Man ive had so many people take advantage of my good nature through the years i couldnt even count on both hands but i still keep going. I got down the other night, as a matter of fact look through my experiences and find the one that says im suicidal, youll see. So i really do know what youre going through.

For what its worth id be happy to be your friend and talk with you or whatever i can do to help. But the truth is theres no easy answers when it comes to people and this wont be the last time youre faced with this kind of sittuation. Theres a lot of users in the world and sometimes its a tough choice between self preservation and trying to figure out whats right and wrong in a world with no black and white but a bunch of shades of grey.

Youre not alone man, theres a lot of people out here struggling, and a lot of people been lied to and used. Put those thoughts of killing yourself out of your mind, that wont solve anything, thats only going to put more pressure on the people left in your life who do care. Just talk to them about this, or talk to people on here. Go to a church, sometimes thye offer free counseling or the local mental health. Point is find somebody to talk to about this and make a plan to get back on your feet.

Its not an ideal sittuation but sitting there feeling like its the end wont do anything. The reason i say that is i been there myself, multiple times. Youve gotta pick yourself up dust yourself off and follow through with whatever plan you decide on and its just as simple as that.

This aint the end of the world i promise.

Sorry this happened, it's what addicts do. If you have a note from her file a claim against her in court to get your money back with interest owed. Don't take this. Someone will help you at the court if you have questions. Best of luck

I have a signed and dated note that lists the amount owed at the time, states that the amount given was a loan and that she agrees to pay it back. I didn't have the time to draw up something more formal, but hopefully if I ever decide to take her to court, that will be convincing enough. I'm frustrated about this whole situation.

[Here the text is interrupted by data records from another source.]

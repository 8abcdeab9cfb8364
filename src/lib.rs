//! # msgdispatch
//!
//! `msgdispatch` is a websocket publish/subscribe broker whose outgoing
//! traffic is governed by priority and link-status driven dispatch rules.
//! Every message copy bound for a session is delivered now, held in the
//! session's backlog until the link improves, or destroyed, optionally
//! telling the publisher what happened.
//!
//! ## Core Modules
//!
//! - `dispatch`: rule parsing, link state tracking and the dispatch engine.
//! - `broker`: topics, sessions and message routing through the engine.
//! - `client`: connected sessions and the registry the engine delivers through.
//! - `config`: loading and merging server configuration.
//! - `persistence`: backlog storage, in memory or in sled.
//! - `transport`: the websocket server and its JSON frames.
//! - `utils`: error types and the logging bootstrap.

pub mod broker;
pub mod client;
pub mod config;
pub mod dispatch;
pub mod persistence;
pub mod transport;
pub mod utils;
use serde::{Deserialize, Serialize};

use crate::broker::message::Message;

/// Frames a client may send. A session starts with `connect`; everything
/// else is refused until then.
#[derive(Debug, Deserialize, Serialize)]
#[serde(tag = "type")]
pub enum ClientMessage {
    #[serde(rename = "connect")]
    Connect {
        #[serde(default)]
        session: Option<String>,
    },
    #[serde(rename = "subscribe")]
    Subscribe { topic: String },
    #[serde(rename = "unsubscribe")]
    Unsubscribe { topic: String },
    #[serde(rename = "publish")]
    Publish {
        topic: String,
        payload: String,
        #[serde(default)]
        priority: Option<u8>,
        #[serde(default)]
        message_id: Option<String>,
        #[serde(default)]
        destination: Option<String>,
    },
    #[serde(rename = "disconnect")]
    Disconnect,
}

#[derive(Debug, Deserialize, Serialize)]
#[serde(tag = "type")]
pub enum ServerMessage {
    #[serde(rename = "connected")]
    Connected { session: String },
    #[serde(rename = "error")]
    Error { message: String },
    #[serde(rename = "message")]
    Message(Message),
}
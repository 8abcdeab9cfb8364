//! Registry of sessions that currently have a live socket.
//!
//! The registry is the delivery primitive of the dispatch engine: handing a
//! message to a session means pushing one JSON frame into its socket's
//! outbound channel.

use std::collections::HashMap;
use std::sync::{PoisonError, RwLock};

use async_trait::async_trait;
use tracing::debug;
use tungstenite::protocol::Message as WsMessage;
use uuid::Uuid;

use crate::broker::message::Message;
use crate::broker::topic::SubscriberId;
use crate::client::Client;
use crate::dispatch::Transport;
use crate::transport::message::ServerMessage;
use crate::utils::error::DeliveryError;

#[derive(Debug, Default)]
pub struct ClientRegistry {
    clients: RwLock<HashMap<SubscriberId, Client>>,
}

impl ClientRegistry {
    /// Registers `client`, replacing any earlier socket of the same session.
    pub fn register(&self, client: Client) -> Option<Client> {
        self.clients
            .write()
            .unwrap_or_else(PoisonError::into_inner)
            .insert(client.id.clone(), client)
    }

    /// Removes the session's socket, but only if it is still `connection`.
    /// A stale socket closing after its session reconnected is ignored.
    pub fn detach(&self, id: &str, connection: Uuid) -> bool {
        let mut clients = self.clients.write().unwrap_or_else(PoisonError::into_inner);
        match clients.get(id) {
            Some(client) if client.connection == connection => {
                clients.remove(id);
                true
            }
            _ => false,
        }
    }

    pub fn remove(&self, id: &str) -> Option<Client> {
        self.clients
            .write()
            .unwrap_or_else(PoisonError::into_inner)
            .remove(id)
    }

    pub fn is_connected(&self, id: &str) -> bool {
        self.clients
            .read()
            .unwrap_or_else(PoisonError::into_inner)
            .contains_key(id)
    }

    pub fn len(&self) -> usize {
        self.clients.read().unwrap_or_else(PoisonError::into_inner).len()
    }

    pub fn is_empty(&self) -> bool {
        self.len() == 0
    }

    fn sender(&self, id: &str) -> Option<tokio::sync::mpsc::UnboundedSender<WsMessage>> {
        self.clients
            .read()
            .unwrap_or_else(PoisonError::into_inner)
            .get(id)
            .map(|c| c.sender.clone())
    }
}

#[async_trait]
impl Transport for ClientRegistry {
    async fn deliver_now(&self, target: &str, message: &Message) -> Result<(), DeliveryError> {
        let sender = self
            .sender(target)
            .ok_or_else(|| DeliveryError::NotConnected(target.to_string()))?;
        let frame = serde_json::to_string(&ServerMessage::Message(message.clone()))?;
        sender
            .send(WsMessage::text(frame))
            .map_err(|_| DeliveryError::ChannelClosed(target.to_string()))?;
        debug!("Delivered '{}' on {} to {target}", message.message_id, message.topic);
        Ok(())
    }
}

She was so good to me when we were working together, and after she was let go, I guess what may have been her true colors came out. She always tells me that she loves me and makes promises to me (some of which I have on text - I don't know if I could use those in court), but I feel like it's all empty. I really did feel for her and offered to help her many times in situations that didn't involve money, but that apparently was not enough for her. We haven't talked in a few days, and I'm not sure if I'm going to initiate contact between us for the time being. Thanks for your encouragement and support.

Thank you so much for the kind and encouraging words. They really mean a lot. The thing I love about EP is it's the only place where I can truly be myself, and find people who I can identify with. I've come and gone since I discovered it nearly two years ago, but in spite of the changes, it's still the most meaningful social network I belong to. Honestly, the thing that's frustrating about this girl is there are times where I wish that I could just shut her out and ignore her for a while, but then she calls me at work on the office phone. That's the disadvantage of having worked with her in the past: she knows where I am. I've put too much time and effort into this place to just up and leave because of this one person pestering me at times. I'm still more or less doing what I did when I started two years ago, but at least it's been stable and there may be opportunity for growth. Thanks again for everything, and I hope to talk more with you soon.

No problem i hope things get better for you. Feel free to add me. Best of luck with everything.